• [RAW DATA]:
= = = =

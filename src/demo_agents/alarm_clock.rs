// src/demo_agents/alarm_clock.rs
// A single agent that arms one far-future alarm and otherwise does
// nothing: in `Simulated` mode the clock should jump straight to the
// alarm's fire_time instead of idling cycle by cycle.

use crate::agent::{Agent, AgentContext, AgentResult};

pub struct AlarmDemo {
    pub fired_at: Option<f64>,
    delay: f64,
}

impl AlarmDemo {
    pub fn new(delay: f64) -> Self {
        Self { fired_at: None, delay }
    }
}

impl Agent for AlarmDemo {
    fn class_tag(&self) -> &str {
        "alarm-demo"
    }

    fn setup(&mut self, ctx: &mut AgentContext) -> AgentResult {
        ctx.set_alarm(self.delay, (), true, None)?;
        Ok(())
    }

    fn update(&mut self, ctx: &mut AgentContext) -> AgentResult {
        while ctx.receive().is_some() {
            self.fired_at = Some(ctx.now());
            tracing::info!(at = ctx.now(), "alarm fired");
        }
        Ok(())
    }
}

= = = =

• [WHAT TO PRODUCE]: Provide only the number of lines in the records containing the string "None".

• [OUTPUT BELOW]: 2